#  >  > General Forum >  >  > Main Forum >  >  > General Discussion >  >  What are the major mistakes can happen to English speaking and writing?

## Wondergirl

Hi guys, 
we all know mistakes are usual as well as they are the good lessons for our future corrections. In English sometimes we made some common careless mistakes.
If we made an English mistake, it felt us so embarrassed. It's not a big problem because embarrassment is universal, and everyone makes mistakes. English just a language it's not a knowledge so the mistakes are usual. However how to avoid these mistakes and before it we have know what are the major mistakes can happen in English?
I think this discussion may use to all.I'm waiting your answers..... .

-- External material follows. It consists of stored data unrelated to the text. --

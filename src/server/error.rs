//! Server Error Types
//!
//! Errors raised by the SPA host itself (the proxied backend's own error
//! responses are passed through untouched).

use axum::{
    http::StatusCode,
    response::{IntoResponse, Response},
    Json,
};
use serde::Serialize;
use thiserror::Error;

#[derive(Error, Debug)]
pub enum ServerError {
    /// Backend refused the connection or sent something unusable
    #[error("Bad gateway: {0}")]
    BadGateway(String),

    #[error("Backend timed out: {0}")]
    GatewayTimeout(String),

    #[error("Invalid request: {0}")]
    BadRequest(String),

    #[error("Internal error: {0}")]
    Internal(String),

    #[error("IO error: {0}")]
    Io(#[from] std::io::Error),
}

impl ServerError {
    pub fn code(&self) -> (StatusCode, &'static str) {
        match self {
            ServerError::BadGateway(_) => (StatusCode::BAD_GATEWAY, "BAD_GATEWAY"),
            ServerError::GatewayTimeout(_) => (StatusCode::GATEWAY_TIMEOUT, "GATEWAY_TIMEOUT"),
            ServerError::BadRequest(_) => (StatusCode::BAD_REQUEST, "BAD_REQUEST"),
            ServerError::Internal(_) => (StatusCode::INTERNAL_SERVER_ERROR, "INTERNAL_ERROR"),
            ServerError::Io(_) => (StatusCode::INTERNAL_SERVER_ERROR, "IO_ERROR"),
        }
    }
}

/// Error response body
#[derive(Serialize)]
pub struct ErrorResponse {
    pub error: ErrorBody,
    pub request_id: String,
}

#[derive(Serialize)]
pub struct ErrorBody {
    pub code: String,
    pub message: String,
}

impl IntoResponse for ServerError {
    fn into_response(self) -> Response {
        let (status, code) = self.code();
        let request_id = uuid::Uuid::new_v4().to_string();

        tracing::error!(
            request_id = %request_id,
            error_code = %code,
            error_message = %self,
            "Request failed"
        );

        let body = ErrorResponse {
            error: ErrorBody {
                code: code.to_string(),
                message: self.to_string(),
            },
            request_id,
        };

        (status, Json(body)).into_response()
    }
}

pub type ServerResult<T> = Result<T, ServerError>;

*What are the major mistakes can happen to English speaking and writing? 
*

----------


## Moana

> Hi guys, 
> we all know mistakes are usual as well as they are the good lessons for our future corrections. In English sometimes we made some common careless mistakes.
> If we made an English mistake, it felt us so embarrassed. It's not a big problem because embarrassment is universal, and everyone makes mistakes. English just a language it's not a knowledge so the mistakes are usual. However how to avoid these mistakes and before it we have know what are the major mistakes can happen in English?
> I think this discussion may use to all.I'm waiting your answers..... .
> 
> *What are the major mistakes can happen to English speaking and writing? 
> *


This link will be helpful I hope Common Mistakes in Speaking and Writing | Learn English check this out!

----------


## Wondergirl

> This link will be helpful I hope Common Mistakes in Speaking and Writing | Learn English check this out!


Hi, 

It is useful one to correction. thank you for your suggest.
Thank You

----------


## Karikaalan

> Hi guys, 
> we all know mistakes are usual as well as they are the good lessons for our future corrections. In English sometimes we made some common careless mistakes.
> If we made an English mistake, it felt us so embarrassed. It's not a big problem because embarrassment is universal, and everyone makes mistakes. English just a language it's not a knowledge so the mistakes are usual. However how to avoid these mistakes and before it we have know what are the major mistakes can happen in English?
> I think this discussion may use to all.I'm waiting your answers..... .
> 
> *What are the major mistakes can happen to English speaking and writing? 
> *


Major mistake is worrying too much for mistakes. It is not our mothertongue and it is very good thing to learn through mistakes . That's not an embarrassment at all.

----------


## Shana

> Hi guys, 
> we all know mistakes are usual as well as they are the good lessons for our future corrections. In English sometimes we made some common careless mistakes.
> If we made an English mistake, it felt us so embarrassed. It's not a big problem because embarrassment is universal, and everyone makes mistakes. English just a language it's not a knowledge so the mistakes are usual. However how to avoid these mistakes and before it we have know what are the major mistakes can happen in English?
> I think this discussion may use to all.I'm waiting your answers..... .
> 
> *What are the major mistakes can happen to English speaking and writing? 
> *


It's just the grammar. People don't need to be a perfectionist when it comes to grammar. Because as you become familiar with a language, you would start identifying the faults by yourself. It's a feeling that you develop as you learn something more.

----------


## Bhavya

> Hi guys, 
> we all know mistakes are usual as well as they are the good lessons for our future corrections. In English sometimes we made some common careless mistakes.
> If we made an English mistake, it felt us so embarrassed. It's not a big problem because embarrassment is universal, and everyone makes mistakes. English just a language it's not a knowledge so the mistakes are usual. However how to avoid these mistakes and before it we have know what are the major mistakes can happen in English?
> I think this discussion may use to all.I'm waiting your answers..... .
> 
> *What are the major mistakes can happen to English speaking and writing? 
> *


As there is a saying *" The biggest mistake we are doing is thinking that we would make one"*, So stop worrying about the mistake, Start writing and speaking English, English isn't our mother tongue we can make errors in it and learn from them. Start practising with time you will excel in it. All the Best  :Smile:

----------